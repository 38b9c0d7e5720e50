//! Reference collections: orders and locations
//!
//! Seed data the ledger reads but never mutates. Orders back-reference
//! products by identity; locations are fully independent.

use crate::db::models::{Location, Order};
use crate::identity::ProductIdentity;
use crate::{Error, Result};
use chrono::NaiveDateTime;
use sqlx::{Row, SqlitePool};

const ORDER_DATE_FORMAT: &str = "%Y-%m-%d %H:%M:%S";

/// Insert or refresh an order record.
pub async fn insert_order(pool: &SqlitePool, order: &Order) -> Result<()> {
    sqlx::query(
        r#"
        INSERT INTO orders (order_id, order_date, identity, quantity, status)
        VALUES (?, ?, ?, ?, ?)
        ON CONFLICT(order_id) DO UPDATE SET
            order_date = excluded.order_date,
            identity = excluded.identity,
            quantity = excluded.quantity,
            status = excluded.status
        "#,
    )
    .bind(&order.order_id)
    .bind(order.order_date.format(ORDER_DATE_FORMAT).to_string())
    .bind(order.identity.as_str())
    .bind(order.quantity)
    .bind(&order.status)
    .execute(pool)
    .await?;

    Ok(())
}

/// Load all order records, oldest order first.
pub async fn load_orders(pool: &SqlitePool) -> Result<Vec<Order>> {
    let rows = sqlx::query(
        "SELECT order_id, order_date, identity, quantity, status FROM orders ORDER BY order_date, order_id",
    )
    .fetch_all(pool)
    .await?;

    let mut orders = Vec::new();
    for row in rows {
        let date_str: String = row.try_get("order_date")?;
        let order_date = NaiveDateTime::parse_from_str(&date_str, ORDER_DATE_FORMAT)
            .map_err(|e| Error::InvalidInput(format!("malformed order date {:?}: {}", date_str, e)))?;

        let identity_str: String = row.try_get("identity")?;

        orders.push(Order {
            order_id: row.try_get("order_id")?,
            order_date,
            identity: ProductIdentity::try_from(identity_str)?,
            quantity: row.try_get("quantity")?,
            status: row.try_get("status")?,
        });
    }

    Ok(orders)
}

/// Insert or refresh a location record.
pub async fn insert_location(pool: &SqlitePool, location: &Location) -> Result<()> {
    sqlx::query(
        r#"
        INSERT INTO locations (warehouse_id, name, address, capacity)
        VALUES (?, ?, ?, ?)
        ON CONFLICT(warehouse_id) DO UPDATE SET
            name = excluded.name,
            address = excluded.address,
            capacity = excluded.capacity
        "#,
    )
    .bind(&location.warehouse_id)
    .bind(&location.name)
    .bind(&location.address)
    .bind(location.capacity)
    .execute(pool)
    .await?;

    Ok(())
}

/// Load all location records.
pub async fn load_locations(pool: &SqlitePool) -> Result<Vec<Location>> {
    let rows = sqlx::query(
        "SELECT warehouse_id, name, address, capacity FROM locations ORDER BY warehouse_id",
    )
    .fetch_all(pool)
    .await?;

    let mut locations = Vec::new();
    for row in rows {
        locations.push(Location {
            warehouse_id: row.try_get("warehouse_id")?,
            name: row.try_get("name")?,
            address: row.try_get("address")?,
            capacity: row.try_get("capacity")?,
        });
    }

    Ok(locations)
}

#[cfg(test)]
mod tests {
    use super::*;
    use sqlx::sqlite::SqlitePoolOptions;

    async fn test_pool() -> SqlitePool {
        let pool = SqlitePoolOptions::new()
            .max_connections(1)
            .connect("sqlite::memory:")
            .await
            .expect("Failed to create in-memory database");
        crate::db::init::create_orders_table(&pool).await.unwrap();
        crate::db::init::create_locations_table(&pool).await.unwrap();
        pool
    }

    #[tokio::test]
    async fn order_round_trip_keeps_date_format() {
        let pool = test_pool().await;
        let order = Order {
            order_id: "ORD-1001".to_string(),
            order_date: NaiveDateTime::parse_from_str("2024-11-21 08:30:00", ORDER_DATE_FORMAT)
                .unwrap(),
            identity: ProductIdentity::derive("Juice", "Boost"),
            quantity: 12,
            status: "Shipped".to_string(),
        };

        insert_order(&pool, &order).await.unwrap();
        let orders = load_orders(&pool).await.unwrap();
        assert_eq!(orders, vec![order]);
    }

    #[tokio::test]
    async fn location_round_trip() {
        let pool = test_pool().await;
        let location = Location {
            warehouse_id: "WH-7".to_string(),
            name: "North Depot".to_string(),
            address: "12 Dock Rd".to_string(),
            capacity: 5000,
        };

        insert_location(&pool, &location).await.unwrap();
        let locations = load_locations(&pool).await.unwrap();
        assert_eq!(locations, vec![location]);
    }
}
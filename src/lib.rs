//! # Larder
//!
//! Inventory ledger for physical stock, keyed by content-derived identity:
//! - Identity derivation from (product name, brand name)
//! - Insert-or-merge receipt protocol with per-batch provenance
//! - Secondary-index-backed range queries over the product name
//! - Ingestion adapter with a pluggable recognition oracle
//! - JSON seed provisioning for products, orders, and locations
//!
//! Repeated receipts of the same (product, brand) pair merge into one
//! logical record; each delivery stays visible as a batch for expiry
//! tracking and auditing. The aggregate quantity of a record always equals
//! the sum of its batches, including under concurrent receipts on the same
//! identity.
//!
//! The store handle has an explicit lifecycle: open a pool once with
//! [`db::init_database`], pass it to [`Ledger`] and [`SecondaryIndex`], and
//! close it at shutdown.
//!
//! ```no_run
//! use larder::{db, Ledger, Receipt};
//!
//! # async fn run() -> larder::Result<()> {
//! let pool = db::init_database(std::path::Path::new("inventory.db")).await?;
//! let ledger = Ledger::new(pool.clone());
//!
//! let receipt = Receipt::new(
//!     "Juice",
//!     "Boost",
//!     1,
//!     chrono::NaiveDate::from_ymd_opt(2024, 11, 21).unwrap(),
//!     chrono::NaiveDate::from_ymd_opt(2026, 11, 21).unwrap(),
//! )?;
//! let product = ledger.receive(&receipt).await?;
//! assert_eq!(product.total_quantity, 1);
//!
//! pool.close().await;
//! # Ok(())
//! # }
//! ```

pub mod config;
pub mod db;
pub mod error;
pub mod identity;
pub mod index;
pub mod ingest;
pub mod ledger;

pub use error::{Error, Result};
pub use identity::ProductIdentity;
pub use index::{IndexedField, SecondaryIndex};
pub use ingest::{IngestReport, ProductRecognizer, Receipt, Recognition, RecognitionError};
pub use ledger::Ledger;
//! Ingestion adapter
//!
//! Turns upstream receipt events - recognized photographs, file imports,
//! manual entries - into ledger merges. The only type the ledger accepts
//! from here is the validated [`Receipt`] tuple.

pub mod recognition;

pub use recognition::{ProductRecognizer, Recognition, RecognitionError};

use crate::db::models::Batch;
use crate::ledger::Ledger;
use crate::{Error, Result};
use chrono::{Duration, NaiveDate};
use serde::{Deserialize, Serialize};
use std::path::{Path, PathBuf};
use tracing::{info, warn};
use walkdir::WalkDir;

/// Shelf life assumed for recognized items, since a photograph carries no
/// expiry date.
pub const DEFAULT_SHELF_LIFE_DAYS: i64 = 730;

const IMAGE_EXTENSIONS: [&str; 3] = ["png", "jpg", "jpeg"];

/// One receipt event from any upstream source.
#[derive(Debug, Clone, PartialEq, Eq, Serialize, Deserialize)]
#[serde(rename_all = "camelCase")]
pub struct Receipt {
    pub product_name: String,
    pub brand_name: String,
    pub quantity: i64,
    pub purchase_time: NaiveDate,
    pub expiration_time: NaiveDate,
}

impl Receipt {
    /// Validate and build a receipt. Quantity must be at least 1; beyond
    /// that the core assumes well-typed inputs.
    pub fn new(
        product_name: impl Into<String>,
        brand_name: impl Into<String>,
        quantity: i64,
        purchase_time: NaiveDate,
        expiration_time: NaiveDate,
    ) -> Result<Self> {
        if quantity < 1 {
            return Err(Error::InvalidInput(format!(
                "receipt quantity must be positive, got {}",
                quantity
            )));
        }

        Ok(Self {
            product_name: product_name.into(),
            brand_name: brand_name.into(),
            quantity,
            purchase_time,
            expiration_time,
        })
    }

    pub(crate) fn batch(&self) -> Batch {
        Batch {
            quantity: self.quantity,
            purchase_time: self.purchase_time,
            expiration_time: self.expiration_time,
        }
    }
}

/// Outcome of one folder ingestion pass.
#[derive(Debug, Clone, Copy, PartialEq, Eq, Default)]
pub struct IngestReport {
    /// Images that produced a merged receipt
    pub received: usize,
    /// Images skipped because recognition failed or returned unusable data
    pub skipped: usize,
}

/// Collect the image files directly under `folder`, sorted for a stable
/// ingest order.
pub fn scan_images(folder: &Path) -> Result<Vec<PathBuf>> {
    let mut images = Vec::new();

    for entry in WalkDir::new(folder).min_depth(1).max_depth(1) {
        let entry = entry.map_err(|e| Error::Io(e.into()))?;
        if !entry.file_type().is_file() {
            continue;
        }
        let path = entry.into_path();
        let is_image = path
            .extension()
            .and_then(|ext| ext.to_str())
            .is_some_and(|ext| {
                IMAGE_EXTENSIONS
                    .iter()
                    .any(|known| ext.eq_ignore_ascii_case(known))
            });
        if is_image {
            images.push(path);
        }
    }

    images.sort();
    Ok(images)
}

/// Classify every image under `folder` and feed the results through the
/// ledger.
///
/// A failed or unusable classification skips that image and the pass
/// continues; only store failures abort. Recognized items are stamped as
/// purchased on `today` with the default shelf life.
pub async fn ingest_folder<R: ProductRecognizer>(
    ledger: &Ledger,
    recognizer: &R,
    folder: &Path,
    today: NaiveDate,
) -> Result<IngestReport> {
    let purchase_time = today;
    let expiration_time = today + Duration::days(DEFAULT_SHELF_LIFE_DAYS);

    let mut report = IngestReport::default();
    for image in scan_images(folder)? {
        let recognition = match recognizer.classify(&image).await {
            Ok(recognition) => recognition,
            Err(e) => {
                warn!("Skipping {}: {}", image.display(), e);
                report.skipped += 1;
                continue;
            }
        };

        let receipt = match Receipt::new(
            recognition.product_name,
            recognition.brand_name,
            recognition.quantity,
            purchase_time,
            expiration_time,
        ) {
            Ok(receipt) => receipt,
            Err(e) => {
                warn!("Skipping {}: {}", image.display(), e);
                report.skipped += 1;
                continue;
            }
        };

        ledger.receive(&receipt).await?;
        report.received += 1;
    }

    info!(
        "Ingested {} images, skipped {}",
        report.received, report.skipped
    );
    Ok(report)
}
* * *
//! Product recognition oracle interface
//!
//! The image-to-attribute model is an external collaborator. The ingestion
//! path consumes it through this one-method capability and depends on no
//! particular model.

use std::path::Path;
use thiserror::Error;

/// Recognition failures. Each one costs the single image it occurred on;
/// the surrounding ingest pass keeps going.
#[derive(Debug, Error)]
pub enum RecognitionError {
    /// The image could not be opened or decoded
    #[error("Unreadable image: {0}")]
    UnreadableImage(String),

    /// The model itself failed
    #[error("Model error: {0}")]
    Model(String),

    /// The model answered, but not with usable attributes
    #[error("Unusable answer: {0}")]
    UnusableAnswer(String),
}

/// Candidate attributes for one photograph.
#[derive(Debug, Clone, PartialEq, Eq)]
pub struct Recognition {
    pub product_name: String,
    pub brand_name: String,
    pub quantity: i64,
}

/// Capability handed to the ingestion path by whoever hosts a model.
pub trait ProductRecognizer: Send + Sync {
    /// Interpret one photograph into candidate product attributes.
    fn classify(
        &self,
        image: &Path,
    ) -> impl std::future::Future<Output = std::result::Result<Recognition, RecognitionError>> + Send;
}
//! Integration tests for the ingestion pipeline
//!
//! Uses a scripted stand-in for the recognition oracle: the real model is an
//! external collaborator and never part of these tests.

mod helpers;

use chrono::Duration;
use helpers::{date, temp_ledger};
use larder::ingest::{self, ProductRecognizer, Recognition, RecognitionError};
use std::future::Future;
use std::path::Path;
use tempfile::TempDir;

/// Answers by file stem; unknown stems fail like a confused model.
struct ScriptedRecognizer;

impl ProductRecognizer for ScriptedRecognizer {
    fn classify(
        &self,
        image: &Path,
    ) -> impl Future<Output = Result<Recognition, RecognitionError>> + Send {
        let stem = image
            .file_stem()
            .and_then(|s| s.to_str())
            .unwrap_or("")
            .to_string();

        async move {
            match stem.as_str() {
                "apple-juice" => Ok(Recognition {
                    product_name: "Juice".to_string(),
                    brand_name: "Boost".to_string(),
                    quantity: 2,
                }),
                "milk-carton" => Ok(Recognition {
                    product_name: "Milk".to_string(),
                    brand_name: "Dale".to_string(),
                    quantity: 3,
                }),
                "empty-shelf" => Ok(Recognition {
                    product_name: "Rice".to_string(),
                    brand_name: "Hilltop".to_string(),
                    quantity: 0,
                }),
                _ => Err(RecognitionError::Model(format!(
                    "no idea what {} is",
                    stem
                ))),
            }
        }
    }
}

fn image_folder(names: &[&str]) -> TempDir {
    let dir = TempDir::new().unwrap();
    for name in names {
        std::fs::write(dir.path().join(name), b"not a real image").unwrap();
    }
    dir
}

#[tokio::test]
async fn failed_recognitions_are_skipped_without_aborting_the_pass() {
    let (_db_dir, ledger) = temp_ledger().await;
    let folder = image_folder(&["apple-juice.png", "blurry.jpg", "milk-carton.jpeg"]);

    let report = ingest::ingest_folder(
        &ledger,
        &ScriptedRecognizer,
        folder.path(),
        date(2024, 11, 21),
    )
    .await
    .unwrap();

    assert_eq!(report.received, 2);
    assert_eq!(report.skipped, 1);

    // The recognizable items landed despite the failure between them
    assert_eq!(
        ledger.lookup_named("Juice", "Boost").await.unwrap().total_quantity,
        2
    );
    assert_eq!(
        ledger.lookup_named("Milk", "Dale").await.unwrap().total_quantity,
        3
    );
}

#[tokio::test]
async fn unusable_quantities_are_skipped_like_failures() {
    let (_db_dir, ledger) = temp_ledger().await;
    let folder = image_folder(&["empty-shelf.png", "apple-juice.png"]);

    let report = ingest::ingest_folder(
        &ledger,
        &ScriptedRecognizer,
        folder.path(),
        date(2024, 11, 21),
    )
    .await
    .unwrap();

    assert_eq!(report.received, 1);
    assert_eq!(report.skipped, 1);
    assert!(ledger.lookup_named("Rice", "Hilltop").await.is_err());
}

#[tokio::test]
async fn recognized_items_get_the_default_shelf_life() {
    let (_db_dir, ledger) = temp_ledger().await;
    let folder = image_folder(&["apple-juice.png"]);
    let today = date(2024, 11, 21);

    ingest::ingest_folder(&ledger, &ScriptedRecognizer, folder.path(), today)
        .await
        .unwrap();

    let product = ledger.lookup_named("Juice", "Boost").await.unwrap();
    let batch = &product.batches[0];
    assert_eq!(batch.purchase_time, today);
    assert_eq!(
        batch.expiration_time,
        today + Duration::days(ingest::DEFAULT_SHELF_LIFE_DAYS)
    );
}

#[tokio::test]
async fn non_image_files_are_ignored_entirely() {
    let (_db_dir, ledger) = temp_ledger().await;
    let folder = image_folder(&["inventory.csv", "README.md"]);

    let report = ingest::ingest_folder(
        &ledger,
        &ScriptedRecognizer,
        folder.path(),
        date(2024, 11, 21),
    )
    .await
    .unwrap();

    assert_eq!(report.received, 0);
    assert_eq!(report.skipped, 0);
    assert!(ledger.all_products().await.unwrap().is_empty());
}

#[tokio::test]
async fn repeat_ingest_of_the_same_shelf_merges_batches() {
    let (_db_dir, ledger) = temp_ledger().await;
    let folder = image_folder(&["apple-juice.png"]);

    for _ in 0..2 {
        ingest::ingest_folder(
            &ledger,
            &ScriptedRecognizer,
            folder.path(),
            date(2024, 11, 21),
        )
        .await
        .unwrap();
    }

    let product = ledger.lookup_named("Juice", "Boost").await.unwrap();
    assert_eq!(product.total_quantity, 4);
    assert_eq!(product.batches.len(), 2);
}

**Assignment**
Taking the entries above, write out exactly the lines starting with the line containing "repository 38b9c0d7e5720e50" and going on through the line containing "let mut orders = Vec::new();", both included, and nothing else.

**Reply to the exercise**
repository 38b9c0d7e5720e50
//! Reference collections: orders and locations
//!
//! Seed data the ledger reads but never mutates. Orders back-reference
//! products by identity; locations are fully independent.

use crate::db::models::{Location, Order};
use crate::identity::ProductIdentity;
use crate::{Error, Result};
use chrono::NaiveDateTime;
use sqlx::{Row, SqlitePool};

const ORDER_DATE_FORMAT: &str = "%Y-%m-%d %H:%M:%S";

/// Insert or refresh an order record.
pub async fn insert_order(pool: &SqlitePool, order: &Order) -> Result<()> {
    sqlx::query(
        r#"
        INSERT INTO orders (order_id, order_date, identity, quantity, status)
        VALUES (?, ?, ?, ?, ?)
        ON CONFLICT(order_id) DO UPDATE SET
            order_date = excluded.order_date,
            identity = excluded.identity,
            quantity = excluded.quantity,
            status = excluded.status
        "#,
    )
    .bind(&order.order_id)
    .bind(order.order_date.format(ORDER_DATE_FORMAT).to_string())
    .bind(order.identity.as_str())
    .bind(order.quantity)
    .bind(&order.status)
    .execute(pool)
    .await?;

    Ok(())
}

/// Load all order records, oldest order first.
pub async fn load_orders(pool: &SqlitePool) -> Result<Vec<Order>> {
    let rows = sqlx::query(
        "SELECT order_id, order_date, identity, quantity, status FROM orders ORDER BY order_date, order_id",
    )
    .fetch_all(pool)
    .await?;

    let mut orders = Vec::new();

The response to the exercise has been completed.